Where should I start?
If you want a strong first taste of Varg Veum: Yours Until Death → At Night All Wolves Are Grey
If you like cases haunted by the past: Fallen Angels → Where Roses Never Die → Mirror Image
If you want darker, more personal Veum: Bitter Flowers → Wolves in the Dark → Big Sister
If you prefer present-day conflicts and village secrets: We Shall Inherit the Wind → Wolves at the Door → Pursued by Death
Author bio
Gunnar Staalesen was born in Bergen on October 19, 1947, and he grew up in the Nordnes neighborhood. Bergen has stayed at the center of his writing ever since. Its rain, harbor streets, hills, and back alleys are not just background in his books, they feel like part of the cast.
He is one of those writers who kept returning to home turf and kept finding new stories there.
He started writing when he was around twelve or thirteen and was already hoping to get something published while he was still in school. His debut novel, Seasons of Innocence, appeared in 1969, when he was just twenty-two. Later he studied English, French, and literature at the University of Bergen, graduating in 1976.

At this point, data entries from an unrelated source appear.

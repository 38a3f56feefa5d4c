//! # Database Error Types
//!
//! Error types for database operations.
//!
//! ## Error Flow
//! ```text
//! ┌─────────────────────────────────────────────────────────────────────────┐
//! │                    Error Propagation                                    │
//! │                                                                         │
//! │  SQLite Error (sqlx::Error)                                            │
//! │       │                                                                 │
//! │       ▼                                                                 │
//! │  DbError (this module) ← Adds context and categorization               │
//! │       │                                                                 │
//! │       ▼                                                                 │
//! │  SessionError (comanda-session) ← TransactionFailed / Busy / NotFound  │
//! │       │                                                                 │
//! │       ▼                                                                 │
//! │  Caller sees a stable error code                                       │
//! │                                                                         │
//! └─────────────────────────────────────────────────────────────────────────┘
//! ```

use thiserror::Error;

/// Database operation errors.
#[derive(Debug, Error)]
pub enum DbError {
    /// Entity not found in database.
    ///
    /// ## When This Occurs
    /// - A guarded `UPDATE ... RETURNING` matched no row
    /// - The id belongs to another tenant
    #[error("{entity} not found: {id}")]
    NotFound { entity: String, id: String },

    /// Unique constraint violation.
    ///
    /// ## When This Occurs
    /// - Two tables with the same number in a branch
    /// - A second open prefactura for the same table
    #[error("Duplicate {field}: '{value}' already exists")]
    UniqueViolation { field: String, value: String },

    /// Foreign key constraint violation.
    #[error("Foreign key violation: {message}")]
    ForeignKeyViolation { message: String },

    /// CHECK constraint violation (a state invariant the schema guards).
    #[error("Constraint violation: {0}")]
    CheckViolation(String),

    /// Another writer held the database lock past the busy timeout.
    #[error("Database is busy")]
    Busy,

    /// Database connection failed.
    ///
    /// ## When This Occurs
    /// - Database file can't be created
    /// - File permissions issue
    /// - Disk full
    #[error("Connection failed: {0}")]
    ConnectionFailed(String),

    /// Migration failed.
    #[error("Migration failed: {0}")]
    MigrationFailed(String),

    /// Query execution failed (includes trigger aborts).
    #[error("Query failed: {0}")]
    QueryFailed(String),

    /// Transaction failed.
    #[error("Transaction failed: {0}")]
    TransactionFailed(String),

    /// Pool exhausted (all connections in use).
    #[error("Connection pool exhausted")]
    PoolExhausted,

    /// Internal database error.
    #[error("Internal database error: {0}")]
    Internal(String),
}

impl DbError {
    /// Creates a NotFound error for a given entity type and ID.
    pub fn not_found(entity: impl Into<String>, id: impl Into<String>) -> Self {
        DbError::NotFound {
            entity: entity.into(),
            id: id.into(),
        }
    }

    /// Creates a UniqueViolation error.
    pub fn duplicate(field: impl Into<String>, value: impl Into<String>) -> Self {
        DbError::UniqueViolation {
            field: field.into(),
            value: value.into(),
        }
    }

    /// Whether retrying the whole operation could succeed.
    pub fn is_transient(&self) -> bool {
        matches!(self, DbError::Busy | DbError::PoolExhausted)
    }
}

/// Convert sqlx errors to DbError.
///
/// ## Error Mapping
/// ```text
/// sqlx::Error::RowNotFound    → DbError::NotFound
/// sqlx::Error::Database       → Analyze message for constraint type / lock
/// sqlx::Error::PoolTimedOut   → DbError::PoolExhausted
/// Other                       → DbError::Internal
/// ```
impl From<sqlx::Error> for DbError {
    fn from(err: sqlx::Error) -> Self {
        match err {
            sqlx::Error::RowNotFound => DbError::NotFound {
                entity: "Record".to_string(),
                id: "unknown".to_string(),
            },

            sqlx::Error::Database(db_err) => {
                let msg = db_err.message();

                // SQLite messages:
                //   "UNIQUE constraint failed: <table>.<column>"
                //   "FOREIGN KEY constraint failed"
                //   "CHECK constraint failed: <expr>"
                //   "database is locked"
                if msg.contains("UNIQUE constraint failed") {
                    let field = msg
                        .split("UNIQUE constraint failed: ")
                        .nth(1)
                        .unwrap_or("unknown")
                        .to_string();
                    DbError::UniqueViolation {
                        field,
                        value: "unknown".to_string(),
                    }
                } else if msg.contains("FOREIGN KEY constraint failed") {
                    DbError::ForeignKeyViolation {
                        message: msg.to_string(),
                    }
                } else if msg.contains("CHECK constraint failed") {
                    DbError::CheckViolation(msg.to_string())
                } else if msg.contains("database is locked") || msg.contains("database is busy") {
                    DbError::Busy
                } else {
                    DbError::QueryFailed(msg.to_string())
                }
            }

            sqlx::Error::PoolTimedOut => DbError::PoolExhausted,

            sqlx::Error::PoolClosed => DbError::ConnectionFailed("Pool is closed".to_string()),

            _ => DbError::Internal(err.to_string()),
        }
    }
}

impl From<sqlx::migrate::MigrateError> for DbError {
    fn from(err: sqlx::migrate::MigrateError) -> Self {
        DbError::MigrationFailed(err.to_string())
    }
}

/// Result type for database operations.
pub type DbResult<T> = Result<T, DbError>;

#[cfg(test)]
mod tests {
    use super::*;

    #[test]
    fn test_row_not_found_maps_to_not_found() {
        let err: DbError = sqlx::Error::RowNotFound.into();
        assert!(matches!(err, DbError::NotFound { .. }));
    }

    #[test]
    fn test_transient_errors() {
        assert!(DbError::Busy.is_transient());
        assert!(DbError::PoolExhausted.is_transient());
        assert!(!DbError::not_found("Table", "x").is_transient());
    }
}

Before writing became his full-time job, Staalesen worked as a freelance cultural journalist and film critic. He also spent two long stretches at Den Nationale Scene in Bergen as an information secretary, and he wrote for the stage as well. He did not become a full-time author until 1987, so there was a long apprenticeship behind the books that made him famous.
Then Varg Veum arrived.
Staalesen introduced the Bergen private investigator in 1977, and the character stayed with him for decades. Varg is a former child welfare officer turned detective, which gives the series a slightly different heartbeat from the usual private-eye setup. Even when the plots get dark, there is usually a human ache underneath them, children in danger, damaged families, old shame, or people who slipped through the cracks.

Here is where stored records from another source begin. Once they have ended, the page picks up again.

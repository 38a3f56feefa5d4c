//! # PreBill Repository
//!
//! Prefacturas bracket a table session. At most one is open per table
//! (enforced by a partial unique index); once closed, its total is frozen.

use chrono::{DateTime, Utc};
use sqlx::{SqliteConnection, SqlitePool};
use tracing::debug;

use crate::error::DbResult;
use comanda_core::{Money, PreBill};

macro_rules! prebill_columns {
    () => {
        "id, table_id, restaurant_id, opening_order_ref, state, session_start, \
         closed_total, opened_at, closed_at"
    };
}

/// Repository for prefacturas.
#[derive(Debug, Clone)]
pub struct PreBillRepository {
    pool: SqlitePool,
}

impl PreBillRepository {
    /// Creates a new PreBillRepository.
    pub fn new(pool: SqlitePool) -> Self {
        PreBillRepository { pool }
    }

    /// The open prefactura of a table, if any.
    pub async fn find_open(
        &self,
        conn: &mut SqliteConnection,
        table_id: &str,
    ) -> DbResult<Option<PreBill>> {
        let prebill = sqlx::query_as::<_, PreBill>(concat!(
            "SELECT ",
            prebill_columns!(),
            " FROM prebills WHERE table_id = ?1 AND state = 'open'"
        ))
        .bind(table_id)
        .fetch_optional(&mut *conn)
        .await?;

        Ok(prebill)
    }

    /// Every prefactura of a table, oldest first. Uses its own connection.
    pub async fn list_for_table(&self, table_id: &str) -> DbResult<Vec<PreBill>> {
        let prebills = sqlx::query_as::<_, PreBill>(concat!(
            "SELECT ",
            prebill_columns!(),
            " FROM prebills WHERE table_id = ?1 ORDER BY opened_at, id"
        ))
        .bind(table_id)
        .fetch_all(&self.pool)
        .await?;

        Ok(prebills)
    }

    /// Inserts a prefactura.
    ///
    /// ## Returns
    /// * `Err(DbError::UniqueViolation)` - The table already has an open one
    pub async fn insert(&self, conn: &mut SqliteConnection, prebill: &PreBill) -> DbResult<()> {
        debug!(id = %prebill.id, table_id = %prebill.table_id, "Inserting prebill");

        sqlx::query(
            r#"
            INSERT INTO prebills (
                id, table_id, restaurant_id, opening_order_ref, state,
                session_start, closed_total, opened_at, closed_at
            ) VALUES (?1, ?2, ?3, ?4, ?5, ?6, ?7, ?8, ?9)
            "#,
        )
        .bind(&prebill.id)
        .bind(&prebill.table_id)
        .bind(&prebill.restaurant_id)
        .bind(&prebill.opening_order_ref)
        .bind(prebill.state)
        .bind(prebill.session_start)
        .bind(prebill.closed_total)
        .bind(prebill.opened_at)
        .bind(prebill.closed_at)
        .execute(&mut *conn)
        .await?;

        Ok(())
    }

    /// Stamps the session start on a waiting prefactura.
    pub async fn start_session(
        &self,
        conn: &mut SqliteConnection,
        id: &str,
        session_start: DateTime<Utc>,
    ) -> DbResult<()> {
        sqlx::query("UPDATE prebills SET session_start = ?2 WHERE id = ?1 AND state = 'open'")
            .bind(id)
            .bind(session_start)
            .execute(&mut *conn)
            .await?;
        Ok(())
    }

    /// Records the first order of the session, if none is recorded yet.
    pub async fn set_opening_order(
        &self,
        conn: &mut SqliteConnection,
        id: &str,
        order_id: &str,
    ) -> DbResult<()> {
        sqlx::query(
            "UPDATE prebills SET opening_order_ref = COALESCE(opening_order_ref, ?2) WHERE id = ?1",
        )
        .bind(id)
        .bind(order_id)
        .execute(&mut *conn)
        .await?;
        Ok(())
    }

    /// Closes a prefactura and freezes its total.
    pub async fn close(
        &self,
        conn: &mut SqliteConnection,
        id: &str,
        total: Money,
        now: DateTime<Utc>,
    ) -> DbResult<()> {
        debug!(id = %id, total = total.cents(), "Closing prebill");

        sqlx::query(
            r#"
            UPDATE prebills
            SET state = 'closed', closed_total = ?2, closed_at = ?3
            WHERE id = ?1 AND state = 'open'
            "#,
        )
        .bind(id)
        .bind(total)
        .bind(now)
        .execute(&mut *conn)
        .await?;
        Ok(())
    }
}

// =============================================================================
// Unit Tests
// =============================================================================
//! # comanda-db: Database Layer for the Table Session Engine
//!
//! SQLite storage for tables, the order ledger, prefacturas and groups,
//! accessed through sqlx.
//!
//! ## Architecture Position
//! ```text
//! ┌─────────────────────────────────────────────────────────────────────────┐
//! │                        Engine Data Flow                                 │
//! │                                                                         │
//! │  comanda-session operation (add_order, settle, ...)                    │
//! │       │                                                                 │
//! │       ▼                                                                 │
//! │  ┌─────────────────────────────────────────────────────────────────┐   │
//! │  │                    comanda-db (THIS CRATE)                      │   │
//! │  │                                                                 │   │
//! │  │   ┌───────────────┐    ┌───────────────┐    ┌──────────────┐  │   │
//! │  │   │   Database    │    │  Repositories │    │  Migrations  │  │   │
//! │  │   │   (pool.rs)   │    │               │    │  (embedded)  │  │   │
//! │  │   │               │    │ TableRepo     │    │              │  │   │
//! │  │   │ SqlitePool    │◄───│ OrderRepo     │    │ 001_init.sql │  │   │
//! │  │   │ begin_write() │    │ PreBillRepo   │    │              │  │   │
//! │  │   │               │    │ GroupRepo     │    │              │  │   │
//! │  │   └───────────────┘    └───────────────┘    └──────────────┘  │   │
//! │  └─────────────────────────────────────────────────────────────────┘   │
//! │       │                                                                 │
//! │       ▼                                                                 │
//! │  SQLite (WAL)                                                          │
//! └─────────────────────────────────────────────────────────────────────────┘
//! ```
//!
//! ## Module Organization
//!
//! - [`pool`] - Connection pool creation and configuration
//! - [`migrations`] - Embedded database migrations
//! - [`error`] - Database error types
//! - [`repository`] - Repository implementations
//!
//! ## Usage
//!
//! ```rust,ignore
//! use comanda_db::{Database, DbConfig};
//!
//! let db = Database::new(DbConfig::new("comanda.db")).await?;
//! let table = db.tables().create("resto-1", "branch-1", 5, 4).await?;
//! ```

// =============================================================================
// Module Declarations
// =============================================================================

pub mod error;
pub mod migrations;
pub mod pool;
pub mod repository;

// =============================================================================
// Re-exports
// =============================================================================

pub use error::{DbError, DbResult};
pub use pool::{Database, DbConfig};

// Repository re-exports for convenience
pub use repository::group::GroupRepository;
pub use repository::order::OrderRepository;
pub use repository::prebill::PreBillRepository;
pub use repository::table::{TableRepository, TableStatistics};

That helps explain why books like Yours Until Death, At Night All Wolves Are Grey, Fallen Angels, and Bitter Flowers still bring readers in. People come for the mystery, but they stay for the mood, the city, and Varg's stubborn decency. Later novels such as Where Roses Never Die and Big Sister show the same strengths, cold cases, buried history, and ordinary lives knocked sideways by violence, neglect, or bad choices.
He did not only write crime. His Bergen Trilogy, 1900. Morgenrød, 1950. High Noon, and 1999. Aftensang, opens the lens wider and turns the city into the subject as much as the setting. He also wrote plays, radio drama, and stage adaptations, including major work drawn from Amalie Skram and from his own trilogy.
The awards came, too.
Staalesen has won the Riverton Prize twice, along with several other Norwegian and Scandinavian crime-writing honors. Several Varg Veum stories were adapted for film, which brought the character to an even wider audience. But the thread running through the whole career is still Bergen, and the people living ordinary lives inside it.
He still lives in Bergen with his wife. That feels fitting. Few writers are so closely tied to one city, or so good at showing both its postcard face and the strain underneath. If you like crime fiction with memory, weather, social pressure, and bruised but believable people, Staalesen is a very solid place to start.